## [DESCRIPTION OF THE TASK]
Exactly as they appear below, repeat the lines from the one with "pub fn default_config_path()" through the one with "let contents = std::fs::read_to_string(path)", and no others.

[Stored data entries]
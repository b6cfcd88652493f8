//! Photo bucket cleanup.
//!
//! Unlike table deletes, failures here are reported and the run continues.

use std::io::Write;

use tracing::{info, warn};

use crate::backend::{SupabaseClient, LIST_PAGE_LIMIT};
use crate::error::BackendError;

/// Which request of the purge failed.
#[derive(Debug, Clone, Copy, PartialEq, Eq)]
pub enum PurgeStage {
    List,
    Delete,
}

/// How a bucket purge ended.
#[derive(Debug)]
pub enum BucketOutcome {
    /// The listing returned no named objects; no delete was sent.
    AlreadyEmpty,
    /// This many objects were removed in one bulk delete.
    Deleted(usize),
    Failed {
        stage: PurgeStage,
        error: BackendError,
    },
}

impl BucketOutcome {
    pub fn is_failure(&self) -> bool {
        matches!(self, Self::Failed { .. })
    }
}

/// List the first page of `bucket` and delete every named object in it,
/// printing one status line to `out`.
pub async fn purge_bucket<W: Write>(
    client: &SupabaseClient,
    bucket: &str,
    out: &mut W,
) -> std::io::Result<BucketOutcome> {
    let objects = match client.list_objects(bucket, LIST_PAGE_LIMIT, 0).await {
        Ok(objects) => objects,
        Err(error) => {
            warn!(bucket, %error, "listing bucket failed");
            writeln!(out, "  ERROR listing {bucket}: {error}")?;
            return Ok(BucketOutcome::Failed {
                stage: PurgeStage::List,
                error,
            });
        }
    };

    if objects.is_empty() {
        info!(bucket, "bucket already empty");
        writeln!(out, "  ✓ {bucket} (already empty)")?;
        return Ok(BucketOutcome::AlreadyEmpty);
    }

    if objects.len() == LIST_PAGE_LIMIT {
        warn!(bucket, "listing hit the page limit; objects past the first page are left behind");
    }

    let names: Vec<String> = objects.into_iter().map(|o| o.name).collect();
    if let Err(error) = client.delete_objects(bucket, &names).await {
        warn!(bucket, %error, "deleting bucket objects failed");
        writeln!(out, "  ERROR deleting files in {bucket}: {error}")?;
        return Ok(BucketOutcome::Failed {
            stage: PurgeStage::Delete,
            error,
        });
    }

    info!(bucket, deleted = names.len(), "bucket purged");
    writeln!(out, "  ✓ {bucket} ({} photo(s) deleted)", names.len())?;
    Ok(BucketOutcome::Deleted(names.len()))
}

* * *

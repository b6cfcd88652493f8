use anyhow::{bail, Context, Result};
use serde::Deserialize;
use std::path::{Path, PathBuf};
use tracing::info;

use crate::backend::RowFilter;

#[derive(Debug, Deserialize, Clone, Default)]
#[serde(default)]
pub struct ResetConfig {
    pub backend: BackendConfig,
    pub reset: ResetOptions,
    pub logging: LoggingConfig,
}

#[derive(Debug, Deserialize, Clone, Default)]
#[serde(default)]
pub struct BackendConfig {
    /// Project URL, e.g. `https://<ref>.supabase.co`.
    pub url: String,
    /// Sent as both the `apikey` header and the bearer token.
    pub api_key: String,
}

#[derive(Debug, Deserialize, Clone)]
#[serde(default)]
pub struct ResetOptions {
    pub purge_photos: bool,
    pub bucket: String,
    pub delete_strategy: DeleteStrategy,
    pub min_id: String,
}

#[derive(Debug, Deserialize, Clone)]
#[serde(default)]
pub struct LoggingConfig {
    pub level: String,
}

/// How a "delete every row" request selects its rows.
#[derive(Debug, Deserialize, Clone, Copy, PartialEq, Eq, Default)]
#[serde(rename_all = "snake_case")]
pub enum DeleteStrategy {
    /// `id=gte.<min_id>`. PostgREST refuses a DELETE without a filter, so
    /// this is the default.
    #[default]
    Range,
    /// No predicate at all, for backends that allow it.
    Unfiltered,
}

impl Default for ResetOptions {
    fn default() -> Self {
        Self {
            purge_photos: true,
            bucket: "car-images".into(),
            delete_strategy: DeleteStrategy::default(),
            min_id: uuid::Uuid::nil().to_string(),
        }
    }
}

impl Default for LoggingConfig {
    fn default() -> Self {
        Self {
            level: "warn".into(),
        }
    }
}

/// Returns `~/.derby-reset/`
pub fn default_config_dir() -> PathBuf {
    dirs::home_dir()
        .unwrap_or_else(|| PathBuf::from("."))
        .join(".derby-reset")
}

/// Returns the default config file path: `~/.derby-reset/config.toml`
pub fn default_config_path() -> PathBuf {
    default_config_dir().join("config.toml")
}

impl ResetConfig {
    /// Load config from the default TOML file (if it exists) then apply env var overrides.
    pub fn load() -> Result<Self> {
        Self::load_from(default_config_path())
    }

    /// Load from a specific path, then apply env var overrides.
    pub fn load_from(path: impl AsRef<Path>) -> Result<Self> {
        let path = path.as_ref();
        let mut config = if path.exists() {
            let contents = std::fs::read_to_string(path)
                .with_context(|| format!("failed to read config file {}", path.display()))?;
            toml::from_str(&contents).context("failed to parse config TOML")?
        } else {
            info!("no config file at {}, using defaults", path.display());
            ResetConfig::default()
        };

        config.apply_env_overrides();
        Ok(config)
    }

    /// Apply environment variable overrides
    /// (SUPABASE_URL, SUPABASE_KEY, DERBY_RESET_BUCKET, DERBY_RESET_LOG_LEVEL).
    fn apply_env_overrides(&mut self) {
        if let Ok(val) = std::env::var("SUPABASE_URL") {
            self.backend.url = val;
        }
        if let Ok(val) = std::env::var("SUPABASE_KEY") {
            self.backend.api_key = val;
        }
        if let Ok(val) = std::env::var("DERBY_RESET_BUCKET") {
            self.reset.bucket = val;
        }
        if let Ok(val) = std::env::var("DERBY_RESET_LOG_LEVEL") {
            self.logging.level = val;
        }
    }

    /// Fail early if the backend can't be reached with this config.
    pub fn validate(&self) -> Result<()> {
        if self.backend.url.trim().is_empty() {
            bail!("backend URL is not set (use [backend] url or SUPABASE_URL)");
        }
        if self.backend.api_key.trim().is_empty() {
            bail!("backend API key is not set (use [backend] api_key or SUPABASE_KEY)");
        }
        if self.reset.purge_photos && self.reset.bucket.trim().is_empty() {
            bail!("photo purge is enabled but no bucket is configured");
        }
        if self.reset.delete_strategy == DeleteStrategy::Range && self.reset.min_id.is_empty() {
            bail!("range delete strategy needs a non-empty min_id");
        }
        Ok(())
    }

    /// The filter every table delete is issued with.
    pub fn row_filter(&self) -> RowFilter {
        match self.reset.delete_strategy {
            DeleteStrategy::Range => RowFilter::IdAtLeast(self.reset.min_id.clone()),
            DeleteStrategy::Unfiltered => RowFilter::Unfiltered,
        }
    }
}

## [RESULT OF THE EXERCISE]
pub fn default_config_path() -> PathBuf {
    default_config_dir().join("config.toml")
}

impl ResetConfig {
    /// Load config from the default TOML file (if it exists) then apply env var overrides.
    pub fn load() -> Result<Self> {
        Self::load_from(default_config_path())
    }

    /// Load from a specific path, then apply env var overrides.
    pub fn load_from(path: impl AsRef<Path>) -> Result<Self> {
        let path = path.as_ref();
        let mut config = if path.exists() {
            let contents = std::fs::read_to_string(path)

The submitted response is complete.